Yes, Joshua learned to trust God’s word, and it guided his life. We all have a lot to learn from him. “Today we know that the LORD is in our midst, because you have not committed this breach of faith against the LORD. Now you have delivered the people of Israel from the hand of the LORD.” (Joshua 22:31)

Speaking of humble young men, I was pleased to see that Scottie Scheffler won the Players Championship, the first professional golfer ever to repeat, a back-to-back winner!

Today we remember Thomas Ken (July 1637 – 19 March 1711), English Anglican cleric, who died on this day in 1711. He wrote many hymns and was one of the seven non-juring bishops when James II reissued his Declaration of Indulgence. Along with his six brethren, Ken was committed to the Tower on June 8, 1688, on a charge of high misdemeanour. Ken was put on trial with the others, which resulted in a verdict of acquittal. He is commemorated on the Episcopal Church liturgical calendar on March 21. I always think of him when we sing the doxology.

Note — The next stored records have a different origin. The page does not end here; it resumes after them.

//! YAML content bundles.
//!
//! A bundle describes content types, their presentation and their items:
//!
//! ```yaml
//! global_presentation:
//!   theme: dark
//! content_types:
//!   - slug: articles
//!     name: Articles
//!     fields:
//!       - key: subtitle
//!         field_type: text
//!     presentation:
//!       layout: list
//!     items:
//!       - title: First Post
//!         content: Hello
//! ```
//!
//! Importing is idempotent: items are matched by slug within their type.

use serde::Deserialize;
use syndic_core::FieldDescriptor;

use super::models::{ContentType, ItemDraft};
use crate::server::Authoring;

#[derive(Debug, Clone, Default, Deserialize)]
#[serde(default)]
pub struct ContentBundle {
    pub global_presentation: Option<serde_json::Value>,
    pub content_types: Vec<BundleType>,
}

#[derive(Debug, Clone, Deserialize)]
pub struct BundleType {
    pub slug: String,
    pub name: Option<String>,
    #[serde(default)]
    pub fields: Vec<FieldDescriptor>,
    pub presentation: Option<serde_json::Value>,
    #[serde(default)]
    pub items: Vec<ItemDraft>,
}

impl ContentBundle {
    pub fn from_yaml(contents: &str) -> Result<Self, serde_yaml::Error> {
        serde_yaml::from_str(contents)
    }
}

/// Counts of what an import changed.
#[derive(Debug, Clone, Default, PartialEq, Eq)]
pub struct ImportSummary {
    pub types: usize,
    pub created: usize,
    pub updated: usize,
    /// Items already identical to their bundle entry.
    pub unchanged: usize,
}

/// Applies a bundle through the authoring service.
pub async fn import_bundle(
    authoring: &Authoring,
    bundle: &ContentBundle,
) -> Result<ImportSummary, sqlx::Error> {
    let mut summary = ImportSummary::default();

    for bundle_type in &bundle.content_types {
        let name = bundle_type
            .name
            .clone()
            .unwrap_or_else(|| bundle_type.slug.clone());
        let content_type =
            ContentType::new(&bundle_type.slug, name).with_fields(bundle_type.fields.clone());
        authoring.upsert_type(&content_type).await?;
        summary.types += 1;

        if let Some(presentation) = &bundle_type.presentation {
            authoring
                .set_presentation(&bundle_type.slug, presentation)
                .await?;
        }

        for draft in &bundle_type.items {
            let mut draft = draft.clone();
            if draft.slug.is_empty() {
                draft.slug = super::models::slugify(&draft.title);
            }

            let existing = authoring
                .repo()
                .find_item_by_slug(&bundle_type.slug, &draft.slug)
                .await?;
            match existing {
                Some(item) if draft.matches(&item) => summary.unchanged += 1,
                Some(item) => {
                    authoring.update_item(item.id, &draft).await?;
                    summary.updated += 1;
                }
                None => {
                    authoring.create_item(&bundle_type.slug, &draft).await?;
                    summary.created += 1;
                }
            }
        }
    }

    if let Some(document) = &bundle.global_presentation {
        authoring.set_global_presentation(document).await?;
    }

    tracing::info!(
        "Imported {} content type(s): {} item(s) created, {} updated, {} unchanged",
        summary.types,
        summary.created,
        summary.updated,
        summary.unchanged
    );

    Ok(summary)
}
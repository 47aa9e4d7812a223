//! syndic Replica
//!
//! Pulls resources from a Producer on a schedule, keeps them in a local
//! cache with HTTP validator semantics and optionally mirrors items and
//! their media into durable local entities.

pub mod cache_store;
pub mod config;
pub mod db;
pub mod engine;
pub mod mirror;
pub mod scheduler;

pub use cache_store::{CacheStoreError, ReplicaCacheStore, SchedulerState};
pub use config::{Config, ConfigError, ConfigSource, ConfigValue, ResourceConfig};
pub use engine::{CycleMode, CycleReport, EngineError, EngineSettings, KeyOutcome, SyncEngine};
pub use mirror::{LocalMirror, MediaMirror, MirrorError};
pub use scheduler::Scheduler;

Here’s a good word from Randy Alcorn about being a Christian in today’s hostile world. “Jesus is the Audience of One. We will stand before His judgment seat, no one else’s. We should long to hear Him say, ‘Well done, good and faithful servant.’ What other people think won’t matter.”

And in nutball news…

It was cold but sunny here in flyover country yesterday. (Note the down coats.) Today should be warmer. Hopefully I’ll get some more work done on the Florida room and we can open it for business soon.

*Thomas Ken

Now that I’m a winner I have Chick-fil-a for dinner*

by chuckofish

Well, I survived 2 nights/3 days with Mr. Smith and rather enjoyed having the little fellow visit. I talked to more neighbors than in a month of Sundays! Nevertheless, I was relieved to see see him go home with daughter #1 when she arrived from her visit to Illinois!

I forgot it was St. Patrick’s Day on Sunday and went to church wearing a green silk jacket (I thought it looked appropriately springy). Zut alors! I do not as a rule wear green on St. Patrick’s Day! My red-haired Scottish friend Moira, who sits behind me in church, called me on it immediately. (Her husband was wearing an orange tie.) I said, “I forgot what day it is!” Well, I have some Ulster-Scots ancestors, so sue me.

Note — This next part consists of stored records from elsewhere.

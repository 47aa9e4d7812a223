use chrono::{DateTime, SecondsFormat, Utc};
use serde::{Deserialize, Serialize};
use std::collections::BTreeMap;
use syndic_core::{FieldDescriptor, RemoteItem};

/// Item status visible to Replicas.
pub const PUBLISHED: &str = "publish";

/// A content category and its presentation rules.
#[derive(Debug, Clone, PartialEq)]
pub struct ContentType {
    pub slug: String,
    pub name: String,
    pub fields: Vec<FieldDescriptor>,
    pub presentation: Option<serde_json::Value>,
    pub presentation_modified_at: Option<DateTime<Utc>>,
    pub created_at: DateTime<Utc>,
    pub updated_at: DateTime<Utc>,
}

impl ContentType {
    pub fn new(slug: impl Into<String>, name: impl Into<String>) -> Self {
        let now = Utc::now();
        Self {
            slug: slug.into(),
            name: name.into(),
            fields: Vec::new(),
            presentation: None,
            presentation_modified_at: None,
            created_at: now,
            updated_at: now,
        }
    }

    pub fn with_fields(mut self, fields: Vec<FieldDescriptor>) -> Self {
        self.fields = fields;
        self
    }
}

/// A stored content item.
#[derive(Debug, Clone, PartialEq)]
pub struct Item {
    pub id: i64,
    pub content_type: String,
    pub title: String,
    pub slug: String,
    pub status: String,
    pub content: String,
    pub featured_media: Option<String>,
    pub meta: BTreeMap<String, serde_json::Value>,
    pub created_at: DateTime<Utc>,
    pub modified_at: DateTime<Utc>,
}

impl Item {
    /// Wire representation published to Replicas.
    pub fn to_remote(&self) -> RemoteItem {
        RemoteItem {
            id: self.id,
            title: self.title.clone(),
            slug: self.slug.clone(),
            status: self.status.clone(),
            content: self.content.clone(),
            featured_media: self.featured_media.clone(),
            created_at: self.created_at,
            modified_at: self.modified_at,
            meta: self.meta.clone(),
        }
    }
}

/// Fields of an item being created or replaced.
#[derive(Debug, Clone, Default, PartialEq, Serialize, Deserialize)]
#[serde(default)]
pub struct ItemDraft {
    pub title: String,
    pub slug: String,
    pub status: Option<String>,
    pub content: String,
    pub featured_media: Option<String>,
    pub meta: BTreeMap<String, serde_json::Value>,
    pub created_at: Option<DateTime<Utc>>,
}

impl ItemDraft {
    pub fn new(title: impl Into<String>) -> Self {
        let title = title.into();
        Self {
            slug: slugify(&title),
            title,
            ..Default::default()
        }
    }

    pub fn with_content(mut self, content: impl Into<String>) -> Self {
        self.content = content.into();
        self
    }

    pub fn with_status(mut self, status: impl Into<String>) -> Self {
        self.status = Some(status.into());
        self
    }

    pub fn with_featured_media(mut self, url: impl Into<String>) -> Self {
        self.featured_media = Some(url.into());
        self
    }

    pub fn with_meta(mut self, key: impl Into<String>, value: serde_json::Value) -> Self {
        self.meta.insert(key.into(), value);
        self
    }

    pub fn status_or_default(&self) -> &str {
        self.status.as_deref().unwrap_or(PUBLISHED)
    }

    /// True if applying this draft to `item` would change nothing visible.
    pub fn matches(&self, item: &Item) -> bool {
        self.title == item.title
            && self.slug == item.slug
            && self.status_or_default() == item.status
            && self.content == item.content
            && self.featured_media == item.featured_media
            && self.meta == item.meta
    }
}

/// Lowercase, dash-separated slug of a title.
pub fn slugify(title: &str) -> String {
    let mut slug = String::with_capacity(title.len());
    for c in title.chars() {
        if c.is_ascii_alphanumeric() {
            slug.push(c.to_ascii_lowercase());
        } else if !slug.is_empty() && !slug.ends_with('-') {
            slug.push('-');
        }
    }
    slug.trim_end_matches('-').to_string()
}

/// Stored timestamp format. Fixed-width so string order matches time order.
pub fn format_ts(dt: DateTime<Utc>) -> String {
    dt.to_rfc3339_opts(SecondsFormat::Micros, true)
}

pub fn parse_ts(s: &str) -> DateTime<Utc> {
    DateTime::parse_from_rfc3339(s)
        .map(|dt| dt.with_timezone(&Utc))
        .unwrap_or(DateTime::<Utc>::UNIX_EPOCH)
}

#[cfg(test)]
mod tests {
    use super::*;
    use chrono::TimeZone;

    #[test]
    fn test_slugify() {
        assert_eq!(slugify("Hello, World!"), "hello-world");
        assert_eq!(slugify("  Rust 2024 "), "rust-2024");
        assert_eq!(slugify("---"), "");
    }

    #[test]
    fn test_timestamp_format_sorts() {
        let a = Utc.with_ymd_and_hms(2024, 1, 2, 3, 4, 5).unwrap();
        let b = a + chrono::Duration::microseconds(1);
        assert!(format_ts(a) < format_ts(b));
        assert_eq!(parse_ts(&format_ts(b)), b);
    }

    #[test]
    fn test_draft_defaults() {
        let draft = ItemDraft::new("First Post");
        assert_eq!(draft.slug, "first-post");
        assert_eq!(draft.status_or_default(), PUBLISHED);
    }
}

After church the boy dropped by unexpectedly with the twins, who had been hiking in Castlewood State Park. (They are camping at home tonight because the temperature is dropping precipitously–thus the change of plans.)

I was glad to see them, although I had no special Sunday food to share. We snacked on Honey Nut Cheerios. When they left I think they were headed for Uncle Bill’s diner–Mom is out of town.

Daughter #1 came over in the afternoon after her busy day and we watched The Quiet Man–wonderful.